I am working on this binary search tree, and I am having trouble understanding/coding how I can use the iterator class my partner and I made. begin() is supposed to return an iterator to the first element in the list (the left-most element) and end() is supposed to go to the end-most + 1. Its the opposite with rbegin() and rend() where rbegin is the right-most element and rend is the left-most + 1.
I think I need to use recursion in some of these methods dealing with the iterator somewhere, or a loop, but I'm not exactly sure how. Can anyone help me?
Pre-order
Display the data part of root element (or current element).
Traverse the left subtree by recursively calling the pre-order function.

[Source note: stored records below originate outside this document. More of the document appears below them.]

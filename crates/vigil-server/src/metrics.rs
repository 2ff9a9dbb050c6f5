//! Prometheus metrics recorder and the `/metrics` endpoint handle.

use metrics_exporter_prometheus::{PrometheusBuilder, PrometheusHandle};
use tracing::info;

/// Install the Prometheus metrics recorder (global).
///
/// Returns the `PrometheusHandle` used to render the `/metrics` endpoint.
/// Must be called once at server startup before any metrics are recorded.
pub fn install_recorder() -> PrometheusHandle {
    let handle = PrometheusBuilder::new()
        .install_recorder()
        .expect("failed to install metrics recorder");
    info!("prometheus metrics recorder installed");
    handle
}

// Metric name constants for server-surface metrics. Component-level metrics
// (sessions_active, violations_total, link_offers_total, ...) are emitted by
// their owning crates.

/// WebSocket connections opened total (counter).
pub const WS_CONNECTIONS_TOTAL: &str = "ws_connections_total";
/// WebSocket disconnections total (counter).
pub const WS_DISCONNECTIONS_TOTAL: &str = "ws_disconnections_total";
/// HTTP requests total (counter, labels: route).
pub const HTTP_REQUESTS_TOTAL: &str = "http_requests_total";
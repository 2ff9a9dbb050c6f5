//! # vigil-registry
//!
//! The authoritative in-memory map of proctoring sessions.
//!
//! [`SessionRegistry`] is the single writer-of-record for lifecycle status:
//! the monitoring loop, transport manager, and dashboard all *request* state
//! changes through it and never mutate session status themselves. It merges
//! two independent event sources — REST snapshots
//! ([`SessionRegistry::upsert_from_snapshot`]) and push/lifecycle events
//! (`mark_live` / `mark_paused` / `mark_ended`) — without ever exposing a
//! partially-merged record.

#![deny(unsafe_code)]

mod registry;

pub use registry::{RegistryError, SessionRegistry};
//! # vigil-transport
//!
//! Per-(session, observer) transport links: the negotiation state machine,
//! the join guard that keeps rapid duplicate joins from double-offering, and
//! observer-wide reconnect handling.
//!
//! The media protocol itself sits behind [`LinkNegotiator`]; this crate
//! routes its offers, answers, and candidates over the signaling channel and
//! requests session lifecycle changes through the registry.

#![deny(unsafe_code)]

pub mod link;
pub mod manager;

pub use link::{LinkState, TransportLink};
pub use manager::{LinkNegotiator, TransportError, TransportLinkManager};
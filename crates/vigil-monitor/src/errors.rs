//! Monitoring error taxonomy.
//!
//! Four families, handled differently by design:
//!
//! - [`SamplerError::DeviceAccess`] — surfaced immediately with a specific
//!   remediation message; monitoring cannot start without devices.
//! - [`SamplerError::Detection`] — the detection capability failed; the
//!   offending checks are skipped for that tick only.
//! - [`StoreError`] — violation persistence failed; the violation is still
//!   broadcast, persistence is retried with backoff.
//! - [`MonitorError`] — loop-level failures wrapping the above.

use vigil_core::ids::SessionToken;

/// Sampling failures.
#[derive(Debug, thiserror::Error)]
pub enum SamplerError {
    /// A required capture device could not be acquired.
    #[error("cannot access {device}: {remediation}")]
    DeviceAccess {
        /// Which device failed (`camera`, `microphone`).
        device: String,
        /// User-facing remediation hint.
        remediation: String,
    },
    /// The model-backed detection pass failed.
    #[error("detection capability failed: {0}")]
    Detection(String),
}

/// Violation persistence failures.
#[derive(Debug, thiserror::Error)]
pub enum StoreError {
    /// The record service rejected or never received the write.
    #[error("violation store unavailable: {0}")]
    Unavailable(String),
}

/// Monitoring-loop failures.
#[derive(Debug, thiserror::Error)]
pub enum MonitorError {
    /// Sampling could not start.
    #[error(transparent)]
    Sampler(#[from] SamplerError),
    /// The session is not known to the registry.
    #[error(transparent)]
    Registry(#[from] vigil_registry::RegistryError),
    /// The session's loop is not running.
    #[error("no monitoring loop running for session {0}")]
    NotRunning(SessionToken),
}
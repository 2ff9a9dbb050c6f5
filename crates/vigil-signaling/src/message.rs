//! The `SignalMessage` wire enum.
//!
//! Every message that crosses the signaling channel, internally tagged on
//! `type` with the exact kebab-case strings clients rely on. Negotiation
//! payloads (`sdp`, `candidate`) stay opaque JSON — the engine routes them,
//! it does not interpret them.

use chrono::{DateTime, Utc};
use serde::{Deserialize, Serialize};
use serde_json::Value;

use vigil_core::ids::{ObserverId, SessionToken};
use vigil_core::session::{PauseReason, SessionSummary};
use vigil_core::violation::Violation;

/// A message on the signaling channel. Room = session token.
#[derive(Clone, Debug, PartialEq, Serialize, Deserialize)]
#[serde(tag = "type", rename_all = "camelCase")]
pub enum SignalMessage {
    /// Observer requests the current session snapshot.
    #[serde(rename = "get-active-streams")]
    GetActiveStreams {},

    /// Snapshot response: all currently known sessions.
    #[serde(rename = "active-streams")]
    ActiveStreams {
        /// Session summaries.
        sessions: Vec<SessionSummary>,
    },

    /// A monitored client began streaming.
    #[serde(rename = "stream-started")]
    StreamStarted {
        /// Session token.
        #[serde(rename = "sessionToken")]
        session_token: SessionToken,
    },

    /// A session ended.
    #[serde(rename = "stream-ended")]
    StreamEnded {
        /// Session token.
        #[serde(rename = "sessionToken")]
        session_token: SessionToken,
    },

    /// A session lost its transport and is paused.
    #[serde(rename = "stream-paused")]
    StreamPaused {
        /// Session token.
        #[serde(rename = "sessionToken")]
        session_token: SessionToken,
        /// Why the stream paused.
        reason: PauseReason,
        /// When the disconnect was detected.
        #[serde(rename = "disconnectedAt")]
        disconnected_at: DateTime<Utc>,
    },

    /// A paused session renegotiated and resumed.
    #[serde(rename = "stream-resumed")]
    StreamResumed {
        /// Session token.
        #[serde(rename = "sessionToken")]
        session_token: SessionToken,
        /// When the reconnect completed.
        #[serde(rename = "resumedAt")]
        resumed_at: DateTime<Utc>,
    },

    /// Transport negotiation offer.
    #[serde(rename = "negotiation-offer")]
    NegotiationOffer {
        /// Session token.
        #[serde(rename = "sessionToken")]
        session_token: SessionToken,
        /// The observer this offer is for.
        #[serde(rename = "observerId")]
        observer_id: ObserverId,
        /// Protocol-specific offer body.
        sdp: Value,
    },

    /// Transport negotiation answer.
    #[serde(rename = "negotiation-answer")]
    NegotiationAnswer {
        /// Session token.
        #[serde(rename = "sessionToken")]
        session_token: SessionToken,
        /// The observer this answer belongs to.
        #[serde(rename = "observerId")]
        observer_id: ObserverId,
        /// Protocol-specific answer body.
        sdp: Value,
    },

    /// Transport candidate exchange.
    #[serde(rename = "negotiation-candidate")]
    NegotiationCandidate {
        /// Session token.
        #[serde(rename = "sessionToken")]
        session_token: SessionToken,
        /// The observer this candidate belongs to.
        #[serde(rename = "observerId")]
        observer_id: ObserverId,
        /// Protocol-specific candidate body.
        candidate: Value,
    },

    /// Monitored client is ready to receive a negotiation offer.
    #[serde(rename = "monitored-ready")]
    MonitoredReady {
        /// Session token.
        #[serde(rename = "sessionToken")]
        session_token: SessionToken,
    },

    /// Real-time violation broadcast.
    #[serde(rename = "proctoring-violation")]
    ProctoringViolation {
        /// The full violation record.
        violation: Violation,
    },

    /// Observer-initiated forced termination.
    #[serde(rename = "quiz-terminated")]
    QuizTerminated {
        /// Session token.
        #[serde(rename = "sessionToken")]
        session_token: SessionToken,
        /// Why the observer terminated the attempt.
        reason: String,
    },
}

impl SignalMessage {
    /// The wire `type` string for this message.
    #[must_use]
    pub fn kind(&self) -> &'static str {
        match self {
            Self::GetActiveStreams {} => "get-active-streams",
            Self::ActiveStreams { .. } => "active-streams",
            Self::StreamStarted { .. } => "stream-started",
            Self::StreamEnded { .. } => "stream-ended",
            Self::StreamPaused { .. } => "stream-paused",
            Self::StreamResumed { .. } => "stream-resumed",
            Self::NegotiationOffer { .. } => "negotiation-offer",
            Self::NegotiationAnswer { .. } => "negotiation-answer",
            Self::NegotiationCandidate { .. } => "negotiation-candidate",
            Self::MonitoredReady { .. } => "monitored-ready",
            Self::ProctoringViolation { .. } => "proctoring-violation",
            Self::QuizTerminated { .. } => "quiz-terminated",
        }
    }

    /// The session token the message is scoped to, when it carries one.
    #[must_use]
    pub fn session_token(&self) -> Option<&SessionToken> {
        match self {
            Self::StreamStarted { session_token }
            | Self::StreamEnded { session_token }
            | Self::StreamPaused { session_token, .. }
            | Self::StreamResumed { session_token, .. }
            | Self::NegotiationOffer { session_token, .. }
            | Self::NegotiationAnswer { session_token, .. }
            | Self::NegotiationCandidate { session_token, .. }
            | Self::MonitoredReady { session_token }
            | Self::QuizTerminated { session_token, .. } => Some(session_token),
            Self::ProctoringViolation { violation } => Some(&violation.session_token),
            Self::GetActiveStreams {} | Self::ActiveStreams { .. } => None,
        }
    }
}
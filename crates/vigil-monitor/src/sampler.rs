//! Sampling seams.
//!
//! Two capability traits feed one snapshot per tick:
//!
//! - [`EnvironmentProbe`] reads the cheap, always-available signals
//!   (fullscreen state, camera/mic/speaker activity levels) from the capture
//!   devices.
//! - [`DetectionCapability`] is the model-backed black box returning face,
//!   object, and gaze readings. The engine consumes its output and knows
//!   nothing about the model behind it.
//!
//! [`DeviceSampler`] composes the two with the failure isolation the tick
//! contract requires: a probe failure fails the sample, a detection failure
//! degrades it (`detection: None`) so the remaining checks still run.

use async_trait::async_trait;
use chrono::Utc;
use tracing::warn;

use vigil_core::policy::MonitoringPolicy;
use vigil_core::snapshot::{ComplianceSnapshot, DetectionReadings};

use crate::errors::SamplerError;

/// Non-detection signal readings for one tick.
#[derive(Clone, Copy, Debug, PartialEq, Eq)]
pub struct EnvironmentReading {
    /// Whether the assessment window is fullscreen.
    pub is_fullscreen: bool,
    /// Camera activity level, 0–100.
    pub camera_level: u8,
    /// Microphone activity level, 0–100.
    pub microphone_level: u8,
    /// Speaker activity level, 0–100.
    pub speaker_level: u8,
}

/// Reads fullscreen state and media activity levels.
#[async_trait]
pub trait EnvironmentProbe: Send + Sync {
    /// Acquire the devices this probe needs. Called once before the first
    /// tick; a failure here prevents monitoring from starting.
    async fn acquire(&self) -> Result<(), SamplerError> {
        Ok(())
    }

    /// Read the current environment signals.
    async fn probe(&self) -> Result<EnvironmentReading, SamplerError>;

    /// Release any device handles. Called exactly once on loop stop,
    /// including error paths.
    async fn release(&self) {}
}

/// Model-backed face/object/gaze detection, consumed as a black box.
#[async_trait]
pub trait DetectionCapability: Send + Sync {
    /// Run one combined detection pass over the current frame.
    async fn detect(&self, policy: &MonitoringPolicy) -> Result<DetectionReadings, SamplerError>;
}

/// Produces one [`ComplianceSnapshot`] per tick.
///
/// The contract is side-effect-free: given current input, return the current
/// snapshot. Implementations may be stateful internally (device handles,
/// model sessions) but repeated calls must not accumulate observable state.
#[async_trait]
pub trait ComplianceSampler: Send + Sync {
    /// Acquire sampling resources before the first tick.
    async fn acquire(&self) -> Result<(), SamplerError>;

    /// Take one snapshot.
    async fn sample(&self, policy: &MonitoringPolicy) -> Result<ComplianceSnapshot, SamplerError>;

    /// Release sampling resources. Must be safe to call once after any
    /// sequence of `sample` calls, including zero.
    async fn release(&self);
}

/// The production sampler: an environment probe plus a detection capability.
pub struct DeviceSampler<P, D> {
    probe: P,
    detection: D,
}

impl<P: EnvironmentProbe, D: DetectionCapability> DeviceSampler<P, D> {
    /// Compose a sampler from a probe and a detection capability.
    pub fn new(probe: P, detection: D) -> Self {
        Self { probe, detection }
    }
}

#[async_trait]
impl<P: EnvironmentProbe, D: DetectionCapability> ComplianceSampler for DeviceSampler<P, D> {
    async fn acquire(&self) -> Result<(), SamplerError> {
        self.probe.acquire().await
    }

    async fn sample(&self, policy: &MonitoringPolicy) -> Result<ComplianceSnapshot, SamplerError> {
        let reading = self.probe.probe().await?;

        // One combined detection pass per tick. Failure is confined to the
        // detection half of the snapshot.
        let detection = if policy.detection_enabled() {
            match self.detection.detect(policy).await {
                Ok(readings) => Some(readings),
                Err(e) => {
                    warn!(error = %e, "detection pass failed, skipping detection checks this tick");
                    None
                }
            }
        } else {
            None
        };

        Ok(ComplianceSnapshot {
            is_fullscreen: reading.is_fullscreen,
            camera_level: reading.camera_level,
            microphone_level: reading.microphone_level,
            speaker_level: reading.speaker_level,
            detection,
            sampled_at: Utc::now(),
        })
    }

    async fn release(&self) {
        self.probe.release().await;
    }
}
//! HTTP route handlers.

use std::sync::Arc;

use axum::extract::{Path, State};
use axum::http::StatusCode;
use axum::routing::{get, post};
use axum::{Json, Router};
use metrics::counter;
use serde_json::{Value, json};
use tower_http::cors::CorsLayer;
use tower_http::trace::TraceLayer;
use tracing::info;

use vigil_core::ids::{AssessmentId, SessionToken};
use vigil_core::policy::MonitoringPolicy;
use vigil_core::session::SessionSummary;
use vigil_core::violation::Violation;
use vigil_signaling::message::SignalMessage;

use crate::error::ServerError;
use crate::metrics::HTTP_REQUESTS_TOTAL;
use crate::state::AppState;
use crate::ws;

/// Build the full router.
pub fn app(state: Arc<AppState>) -> Router {
    Router::new()
        .route("/active-sessions", get(active_sessions))
        .route("/sessions/{token}/join", post(join_session))
        .route("/violations", post(post_violation))
        .route("/proctoring-policy/{assessment}", get(proctoring_policy))
        .route("/ws", get(ws::upgrade))
        .route("/metrics", get(render_metrics))
        .route("/health", get(health))
        .layer(TraceLayer::new_for_http())
        .layer(CorsLayer::permissive())
        .with_state(state)
}

/// `GET /active-sessions` — summaries of every non-ended session.
async fn active_sessions(State(state): State<Arc<AppState>>) -> Json<Vec<SessionSummary>> {
    counter!(HTTP_REQUESTS_TOTAL, "route" => "active_sessions").increment(1);
    Json(state.registry.active_summaries())
}

/// `POST /sessions/{token}/join` — register an observer's interest in a
/// session. Negotiation itself flows over the signaling socket.
async fn join_session(
    State(state): State<Arc<AppState>>,
    Path(token): Path<String>,
) -> Result<StatusCode, ServerError> {
    counter!(HTTP_REQUESTS_TOTAL, "route" => "join_session").increment(1);
    let token = SessionToken::new(token);
    if state.registry.get(&token).is_none() {
        return Err(vigil_registry::RegistryError::UnknownSession(token).into());
    }
    info!(token = %token, "observer joined session");
    Ok(StatusCode::NO_CONTENT)
}

/// `POST /violations` — record a violation and broadcast it to the session's
/// room.
async fn post_violation(
    State(state): State<Arc<AppState>>,
    Json(violation): Json<Violation>,
) -> Result<StatusCode, ServerError> {
    counter!(HTTP_REQUESTS_TOTAL, "route" => "post_violation").increment(1);
    state.registry.record_violation(&violation)?;
    let token = violation.session_token.clone();
    state
        .hub
        .broadcast_to_room(&token, &SignalMessage::ProctoringViolation { violation })
        .await;
    Ok(StatusCode::CREATED)
}

/// `GET /proctoring-policy/{assessment}` — the assessment's monitoring
/// policy, defaulted when none was registered.
async fn proctoring_policy(
    State(state): State<Arc<AppState>>,
    Path(assessment): Path<String>,
) -> Json<MonitoringPolicy> {
    counter!(HTTP_REQUESTS_TOTAL, "route" => "proctoring_policy").increment(1);
    Json(state.policy(&AssessmentId::new(assessment)))
}

/// `GET /metrics` — Prometheus text format.
async fn render_metrics(State(state): State<Arc<AppState>>) -> String {
    state.metrics.render()
}

/// `GET /health` — liveness probe.
async fn health() -> Json<Value> {
    Json(json!({ "status": "ok" }))
}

Traverse the right subtree by recursively calling the pre-order function.
In-order (symmetric)
Traverse the left subtree by recursively calling the in-order function.
Display the data part of root element (or current element).
Traverse the right subtree by recursively calling the in-order function.
Post-order
Traverse the left subtree by recursively calling the post-order function.
Traverse the right subtree by recursively calling the post-order function.
Display the data part of root element (or current element).
This basically tells you 100% how to do your recursion too.
Hint: The 3 traversal function bodies will each be 3 lines long. Well..actually they may be a few lines more if you check to see if they are valid so probably about 5 lines long.
A BST tree could have a typical iterator ( one with ++ and -- ) if each node contained a pointer to its parent. Otherwise a "for_each" function on a BST would take a functor as an argument and recurse into the tree, calling the functor for each node's value.